What is needed:
Show all lines of the listing that hold the word "partition".
══ Excerpted records ══
use airres_shared::ReservationConfirmedEvent;
use rdkafka::config::ClientConfig;
use rdkafka::producer::{FutureProducer, FutureRecord};
use rdkafka::util::Timeout;
use std::error::Error;
use std::time::Duration;
use tracing::{error, info};

#[derive(Clone)]
pub struct EventProducer {
    producer: FutureProducer,
}

impl EventProducer {
    pub fn new(brokers: &str) -> Result<Self, rdkafka::error::KafkaError> {
        let producer: FutureProducer = ClientConfig::new()
            .set("bootstrap.servers", brokers)
            .set("message.timeout.ms", "5000")
            .create()?;

        Ok(Self { producer })
    }

    pub async fn publish(&self, topic: &str, key: &str, payload: &str) -> Result<(), rdkafka::error::KafkaError> {
        let record = FutureRecord::to(topic)
            .key(key)
            .payload(payload);

        match self.producer.send(record, Timeout::After(Duration::from_secs(0))).await {
            Ok(delivery) => {
                info!(
                    "Sent message to {}/{}: partition {} offset {}",
                    topic, key, delivery.partition, delivery.offset
                );
                Ok(())
            }
            Err((e, _msg)) => {
                error!("Failed to send message to {}: {}", topic, e);
                Err(e)
            }
        }
    }

    pub async fn publish_reservation_confirmed(
        &self,
        event: &ReservationConfirmedEvent,
    ) -> Result<(), Box<dyn Error + Send + Sync>> {
        let payload = serde_json::to_string(event)?;
        self.publish(ReservationConfirmedEvent::TOPIC, &event.key(), &payload)
            .await?;
        Ok(())
    }
}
═══
Answer area:
                    "Sent message to {}/{}: partition {} offset {}",
                    topic, key, delivery.partition, delivery.offset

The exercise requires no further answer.